Bäume standen nicht zur Diskussion
„Baumkrieg von der Uhlenhorst“ wird der Streit genannt, den die Besitzerin der Bäume, Susanne Nack, die Sylter Grundstücksgesellschaft FSG und die Stadt führen. Es gibt zwei Gerichtsverfahren, von denen eines jetzt abgeschlossen wurde. Aber der Reihe nach: Das Bezirksamt Hamburg Nord hatte die Baugenehmigung für den geplanten Neubau erteilt – und dabei zwar darauf hingewiesen, dass die beiden Bäume gefällt werden müssen – aber außer acht gelassen, dass deren Besitzerin das vielleicht gar nicht will.
Und Susanne Nack wollte das keinesfalls. „Ich opfere nicht zwei große, Sauerstoff spendende Bäume“, sagte sie und klagte. Das Verwaltungsgericht gab ihr jetzt recht und erklärte die Baugenehmigung für den Luxusneubau für fehlerhaft. Das Urteil ist jedoch noch nicht rechtskräftig.
Auch nach Urteil geht der Streit weiter
Ihre Entscheidung begründeten die Richter mit dem Fehlen von Abstandsflächen: Die Tiefgarage würde mit ihren Entlüftungstürmen bis an das Grundstück der Nachbarin reichen – vorgeschrieben sei aber ein Mindestabstand von 2,50 Meter. Die Grundstücksgesellschaft möchte sich dazu zur Zeit nicht äußern – er wolle erst die schriftliche Urteilsbegründung abwarten, sagte der Bauherr auf Nachfrage.

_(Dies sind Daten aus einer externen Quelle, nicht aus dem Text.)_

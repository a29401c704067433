use crate::models::{FallbackWeights, JobPosting, PreferredJobType, UserProfile};
use std::collections::HashSet;

/// Score awarded to a factor that is satisfied
const FULL_MATCH: f64 = 100.0;
/// Score awarded to a job type or location factor that is not satisfied
const PARTIAL_MATCH: f64 = 50.0;

/// Breakdown of a fallback score for one job
#[derive(Debug, Clone, PartialEq)]
pub struct JobScore {
    /// Composite score (0-100)
    pub score: u8,
    pub skill_score: f64,
    pub job_type_score: f64,
    /// `None` when the weights ignore location
    pub location_score: Option<f64>,
    /// Profile skills the job asks for, in profile order
    pub matching_skills: Vec<String>,
}

/// Calculate the fallback match score (0-100) for a job
///
/// Scoring formula:
/// score = round(
///     skill_score * weights.skills +        # share of the job's skills the user has
///     location_score * weights.location +   # 100 if the job is in the user's location, else 50
///     job_type_score * weights.job_type     # 100 if the type fits the preference, else 50
/// )
pub fn calculate_job_score(
    profile: &UserProfile,
    job: &JobPosting,
    weights: &FallbackWeights,
) -> JobScore {
    let (skill_score, matching_skills) = calculate_skill_score(&profile.skills, &job.skills);

    let job_type_score = if profile.preferred_job_type.accepts(job.job_type) {
        FULL_MATCH
    } else {
        PARTIAL_MATCH
    };

    let location_score = weights.considers_location().then(|| {
        if location_matches(&profile.location, &job.location) {
            FULL_MATCH
        } else {
            PARTIAL_MATCH
        }
    });

    let total = skill_score * weights.skills
        + location_score.unwrap_or(0.0) * weights.location
        + job_type_score * weights.job_type;

    JobScore {
        score: total.round().clamp(0.0, 100.0) as u8,
        skill_score,
        job_type_score,
        location_score,
        matching_skills,
    }
}

/// Calculate skill score (0-100)
///
/// Both skill lists are treated as sets with exact, case-sensitive comparison.
/// A job that lists no skills scores 0.
pub fn calculate_skill_score(profile_skills: &[String], job_skills: &[String]) -> (f64, Vec<String>) {
    let required: HashSet<&str> = job_skills.iter().map(String::as_str).collect();

    let mut seen = HashSet::new();
    let matching: Vec<String> = profile_skills
        .iter()
        .filter(|skill| seen.insert(skill.as_str()))
        .filter(|skill| required.contains(skill.as_str()))
        .cloned()
        .collect();

    if required.is_empty() {
        return (0.0, matching);
    }

    let score = matching.len() as f64 / required.len() as f64 * FULL_MATCH;
    (score, matching)
}

/// Case-insensitive check that the job location mentions the user's location
#[inline]
pub fn location_matches(profile_location: &str, job_location: &str) -> bool {
    job_location
        .to_lowercase()
        .contains(&profile_location.to_lowercase())
}

/// Build the human-readable explanation for a fallback score
pub fn describe_match(profile: &UserProfile, job: &JobPosting, score: &JobScore) -> String {
    let mut reason = format!(
        "This job matches {} of your skills",
        score.matching_skills.len()
    );

    if !score.matching_skills.is_empty() {
        reason.push_str(&format!(" ({})", score.matching_skills.join(", ")));
    }

    if profile.preferred_job_type.is_exactly(job.job_type) {
        reason.push_str(&format!(
            " and matches your preferred job type ({})",
            job.job_type
        ));
    } else if profile.preferred_job_type == PreferredJobType::Any {
        reason.push_str(" and you're open to any job type");
    }

    if score.location_score == Some(FULL_MATCH) {
        reason.push_str(". The job is in your preferred location.");
    }

    reason
}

Mit dem Urteil des Verwaltungsgerichts kehrt aber am Hofweg noch lange kein Frieden ein. Die FSG Grundstücksgesellschaft zog nämlich auch vor Gericht und klagte gegen Susanne Nack. Die Bäume auf ihrem Grundstück seien wegen Säge-Attacken durch „Unbekannte“ nicht mehr standfest und müssten gefällt werden. Das Verfahren läuft noch.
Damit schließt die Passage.